Steven R. Majewski, James W. Davidson, Robert F. Wilson, Elliott P. Horch, Paul M. McKee, Evan Fagan, Gabriel N. Hartwell, Veselin B. Kostov, Cassiopeia N. Adams, Torrie Sutherland, Andrei Tokovinin, John C. Wilson

TL;DR

The study presents a diffraction-limited speckle-imaging follow-up of 57 TESS-identified quadruple and higher-order eclipsing binaries (Q$^+$EBs) using DSSI on the ARC 3.5 m and HRCam on SOAR, finding that about $60\%$ are resolved into two subsystems with separations down to $\geq 0.03''$. It provides precise astrometric and photometric measurements, assesses repeatability, and compares speckle results to Gaia DR3, highlighting Gaia’s limited resolving power for subarcsecond, high-contrast systems and the resulting unreliability of Gaia-based distances in many cases. The paper derives distance- and size-related constraints, identifies particularly compact systems, and explores special cases including a sextuple TIC 168789840 and ETV-bearing sources, while introducing Speckle Imaging During Eclipse (SIDE) to connect eclipses with resolved components. These results refine the architectural census of compact Q$^+$EBs, inform dynamical evolution studies, and establish SIDE as a valuable technique for future multiplicity investigations with large telescopes.
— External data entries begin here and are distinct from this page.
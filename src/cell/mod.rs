//! Worksheet cells.
//!
//! A [`Cell`] carries the data every cell kind shares (style, geometry, line
//! flags and the three links into the worksheet) plus a closed [`CellKind`].
//! Operations that need to look at neighbours or inner lists are free
//! functions over the [`Worksheet`] arena.

pub mod diff;
pub(crate) mod symbols;
pub mod text;
pub(crate) mod tooltips;

pub use diff::DiffCell;
pub use text::TextCell;

use crate::config::{Configuration, Epochs};
use crate::render::DrawContext;
use crate::types::{CellId, CellType, Point, Rect, TextStyle};
use crate::worksheet::Worksheet;

/// Padding around the text of a text cell.
pub const TEXT_PADDING: i32 = 1;

/// Smallest height any cell reports.
const MIN_HEIGHT: i32 = 4;

/// Font size and setting epochs a cell's geometry was computed for.
#[derive(Debug, Clone, Copy, PartialEq, Eq)]
pub(crate) struct Measured {
    pub font_size: i32,
    pub epochs: Epochs,
}

/// Kind-specific payload.
#[derive(Debug, Clone)]
pub enum CellKind {
    Text(TextCell),
    Diff(DiffCell),
}

/// A node of the worksheet.
#[derive(Debug, Clone)]
pub struct Cell {
    pub(crate) style: TextStyle,
    pub(crate) cell_type: CellType,

    pub(crate) width: i32,
    pub(crate) height: i32,
    pub(crate) center: i32,
    pub(crate) current_point: Point,

    pub(crate) force_break_line: bool,
    /// Set by the line breaker when this cell starts a visual line.
    pub(crate) break_line: bool,
    pub(crate) is_broken_into_lines: bool,
    pub(crate) is_hidden: bool,
    pub(crate) suppress_multiplication_dot: bool,
    pub(crate) is_hidable_mult_sign: bool,
    pub(crate) big_skip: bool,
    pub(crate) draw_next_is_next: bool,

    pub(crate) next: Option<CellId>,
    pub(crate) previous: Option<CellId>,
    pub(crate) draw_next: Option<CellId>,

    pub(crate) tool_tip: Option<String>,
    pub(crate) alt_copy_text: Option<String>,

    /// Font size of the last measurement; the fallback for invalid requests.
    pub(crate) font_size: i32,
    pub(crate) measured: Option<Measured>,

    pub(crate) kind: CellKind,
}

impl Cell {
    fn with_kind(kind: CellKind, style: TextStyle) -> Self {
        Self {
            style,
            cell_type: style.cell_type(),
            width: 0,
            height: -1,
            center: -1,
            current_point: Point::default(),
            force_break_line: false,
            break_line: false,
            is_broken_into_lines: false,
            is_hidden: false,
            suppress_multiplication_dot: false,
            is_hidable_mult_sign: false,
            big_skip: true,
            draw_next_is_next: true,
            next: None,
            previous: None,
            draw_next: None,
            tool_tip: None,
            alt_copy_text: None,
            font_size: 10,
            measured: None,
            kind,
        }
    }

    /// A text cell showing `text` in `style`.
    pub fn text(text: &str, style: TextStyle) -> Self {
        let mut cell = Self::with_kind(CellKind::Text(TextCell::default()), TextStyle::Default);
        cell.set_style(style);
        cell.apply_value(text, None);
        cell
    }

    /// A derivative cell with empty diff and base lists.
    pub fn diff() -> Self {
        Self::with_kind(CellKind::Diff(DiffCell::default()), TextStyle::Default)
    }

    pub fn kind(&self) -> &CellKind {
        &self.kind
    }

    pub fn as_text(&self) -> Option<&TextCell> {
        match &self.kind {
            CellKind::Text(t) => Some(t),
            CellKind::Diff(_) => None,
        }
    }

    pub fn as_diff(&self) -> Option<&DiffCell> {
        match &self.kind {
            CellKind::Diff(d) => Some(d),
            CellKind::Text(_) => None,
        }
    }

    pub fn style(&self) -> TextStyle {
        self.style
    }

    /// Change the style. Labels and prompts get a hard line break.
    pub fn set_style(&mut self, style: TextStyle) {
        self.style = style;
        self.cell_type = style.cell_type();
        if let CellKind::Text(t) = &mut self.kind {
            t.style_changed(style);
        }
        if style.forces_line_break() {
            self.force_break_line = true;
        }
        self.reset_size();
    }

    pub fn cell_type(&self) -> CellType {
        self.cell_type
    }

    pub fn set_type(&mut self, cell_type: CellType) {
        self.cell_type = cell_type;
        if let CellKind::Text(t) = &mut self.kind {
            t.clear_extents();
        }
        self.reset_size();
    }

    /// Replace the text of a text cell. `previous` is the plain-text form
    /// of the logically preceding cell, used for context-dependent tooltips.
    pub(crate) fn apply_value(&mut self, text: &str, previous: Option<&str>) {
        let style = self.style;
        if let CellKind::Text(t) = &mut self.kind {
            self.tool_tip = t.set_value(text, style, previous);
        }
        self.reset_size();
    }

    pub fn width(&self) -> i32 {
        self.width
    }

    pub fn height(&self) -> i32 {
        self.height
    }

    /// Distance from the top to the baseline.
    pub fn center(&self) -> i32 {
        self.center
    }

    /// Distance from the baseline to the bottom.
    pub fn drop(&self) -> i32 {
        self.height - self.center
    }

    pub fn current_point(&self) -> Point {
        self.current_point
    }

    /// Bounding box at the last placed position.
    pub fn rect(&self) -> Rect {
        Rect::new(
            self.current_point.x,
            self.current_point.y - self.center,
            self.width,
            self.height,
        )
    }

    pub fn contains_point(&self, p: Point) -> bool {
        self.rect().contains(p)
    }

    /// True if this cell starts a visual line.
    pub fn break_line_here(&self) -> bool {
        self.break_line || self.force_break_line
    }

    pub fn force_break_line(&mut self, force: bool) {
        self.force_break_line = force;
    }

    pub fn forced_break(&self) -> bool {
        self.force_break_line
    }

    pub fn is_broken_into_lines(&self) -> bool {
        self.is_broken_into_lines
    }

    pub fn set_broken_into_lines(&mut self, broken: bool) {
        self.is_broken_into_lines = broken;
        self.reset_size();
    }

    pub fn is_hidden(&self) -> bool {
        self.is_hidden
    }

    pub fn set_hidden(&mut self, hidden: bool) {
        self.is_hidden = hidden;
        self.reset_size();
    }

    pub fn is_hidable_mult_sign(&self) -> bool {
        self.is_hidable_mult_sign
    }

    pub fn set_hidable_mult_sign(&mut self, hidable: bool) {
        self.is_hidable_mult_sign = hidable;
        self.reset_size();
    }

    pub fn suppress_multiplication_dot(&self) -> bool {
        self.suppress_multiplication_dot
    }

    pub fn set_suppress_multiplication_dot(&mut self, suppress: bool) {
        self.suppress_multiplication_dot = suppress;
    }

    pub fn big_skip(&self) -> bool {
        self.big_skip
    }

    pub fn set_big_skip(&mut self, big_skip: bool) {
        self.big_skip = big_skip;
    }

    pub fn next(&self) -> Option<CellId> {
        self.next
    }

    pub fn previous(&self) -> Option<CellId> {
        self.previous
    }

    pub fn draw_next(&self) -> Option<CellId> {
        self.draw_next
    }

    /// False while a label or prompt has its output folded away.
    pub fn draw_next_is_next(&self) -> bool {
        self.draw_next_is_next
    }

    pub fn tool_tip(&self) -> Option<&str> {
        self.tool_tip.as_deref()
    }

    pub fn set_tool_tip(&mut self, tip: Option<String>) {
        self.tool_tip = tip;
    }

    pub fn alt_copy_text(&self) -> Option<&str> {
        self.alt_copy_text.as_deref()
    }

    pub fn set_alt_copy_text(&mut self, text: Option<String>) {
        self.alt_copy_text = text.filter(|t| !t.is_empty());
    }

    /// Tooltip for the pointer: labels show the other label text.
    pub fn hover_text(&self) -> Option<&str> {
        if let CellKind::Text(t) = &self.kind {
            match self.style {
                TextStyle::UserLabel => return Some(t.text()),
                TextStyle::Label if !t.user_defined_label().is_empty() => {
                    return Some(t.user_defined_label());
                }
                _ => {}
            }
        }
        self.tool_tip()
    }

    /// Forget cached geometry.
    pub fn reset_size(&mut self) {
        self.measured = None;
    }

    /// True if the multiplication sign this cell represents is not shown.
    pub(crate) fn hides_mult_sign(&self, config: &Configuration) -> bool {
        self.is_hidden || (config.hide_multiplication_sign() && self.is_hidable_mult_sign)
    }

    pub(crate) fn needs_recalculation(&self, font_size: i32, config: &Configuration) -> bool {
        let stale = self.measured
            != Some(Measured {
                font_size,
                epochs: config.epochs(),
            });
        match &self.kind {
            CellKind::Text(t) => stale || t.needs_recalculation(self.style, config),
            CellKind::Diff(_) => stale,
        }
    }

    pub(crate) fn mark_measured(&mut self, font_size: i32, config: &Configuration) {
        self.measured = Some(Measured {
            font_size,
            epochs: config.epochs(),
        });
    }

    /// Data copied along with a cell; links and geometry are not.
    pub(crate) fn detached_copy(&self) -> Self {
        let mut copy = self.clone();
        copy.next = None;
        copy.previous = None;
        copy.draw_next = None;
        copy.draw_next_is_next = true;
        copy.break_line = false;
        copy.current_point = Point::default();
        copy.measured = None;
        if let CellKind::Diff(d) = &mut copy.kind {
            d.diff = None;
            d.base = None;
        }
        copy
    }
}

/// Heads of the inner lists owned by `id`, in storage order.
pub fn inner_cells(ws: &Worksheet, id: CellId) -> Vec<CellId> {
    match ws.get(id).map(Cell::kind) {
        Some(CellKind::Diff(d)) => [d.base, d.diff].into_iter().flatten().collect(),
        _ => Vec::new(),
    }
}

/// Measure `id` (and its inner lists) at `font_size`.
pub fn recalculate_widths(
    ws: &mut Worksheet,
    id: CellId,
    font_size: i32,
    config: &Configuration,
    dc: &dyn DrawContext,
) {
    let is_diff = matches!(ws.get(id).map(Cell::kind), Some(CellKind::Diff(_)));
    if is_diff {
        diff::recalculate_widths(ws, id, font_size, config, dc);
    } else if let Some(cell) = ws.get_mut(id) {
        text::recalculate_widths(cell, font_size, config, dc);
    }
}

/// Recompute height and baseline of `id`.
pub fn recalculate_height(ws: &mut Worksheet, id: CellId, font_size: i32, config: &Configuration) {
    let is_diff = matches!(ws.get(id).map(Cell::kind), Some(CellKind::Diff(_)));
    if is_diff {
        diff::recalculate_height(ws, id, font_size, config);
    } else if let Some(cell) = ws.get_mut(id) {
        cell.height = cell.height.max(MIN_HEIGHT);
        cell.center = cell.height / 2;
    }
}

/// Paint `id` at `point` if it lies in the update region.
pub fn draw(
    ws: &Worksheet,
    id: CellId,
    point: Point,
    config: &Configuration,
    dc: &mut dyn DrawContext,
) {
    let Some(cell) = ws.get(id) else {
        return;
    };
    match &cell.kind {
        CellKind::Text(t) => text::draw(cell, t, point, config, dc),
        CellKind::Diff(d) => diff::draw(ws, cell, d, point, config, dc),
    }
}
Overall, the work emphasizes the necessity of high-resolution imaging to complement space-based astrometry in studying hierarchical stellar systems identified by TESS and sets the stage for broader 4–8 m and SIDE-enabled follow-up campaigns.

Abstract

NASA's TESS mission has unveiled a plethora of eclipsing binaries (EBs), among them hundreds of triples and higher order, hierarchical systems. These complex targets require follow-up observations to enable full characterization of system architectures and identify the most compact multiples expected to undergo the most dramatic dynamical evolution. We report first results from a long-term effort to perform such follow-up, focusing here on multi-band speckle imaging of a majority, 57, of the sample of 97 quadruple and higher order eclipsing binaries (Q+EBs) identified via TESS light curves by V. B. Kostov et al. (2022). Diffraction-limited imaging with the Differential Speckle Survey Instrument (DSSI) on the ARC 3.5-meter telescope and HRCam on the SOAR 4.1-m telescope reveals nearly 60% of the 57 to resolve into two sources separated by $\geq$ 0.03 arcseconds. For these partly resolved systems, we report derived characteristics (e.g., relative position angle, angular separation, and magnitude differences in multiple passbands) from the speckle imaging. We find those Q+EBs partly resolved with 4-m class telescopes to have significantly inflated Gaia parallax errors and large Gaia RUWE, particularly for systems with separations comparable to Gaia's resolution limit (~0.6 arcseconds). For unresolved systems we report upper limits on angular and linear projected separations. We find two partly resolved Q+EBs with wide linear separations having eclipse timing variations that are therefore candidates of higher than quadruple multiplicity. Finally, we demonstrate how speckle imaging of resolved Q+EBs during an eclipse can clarify which speckle-resolved Q+EB subsystem is associated with a particular set of TESS eclipses.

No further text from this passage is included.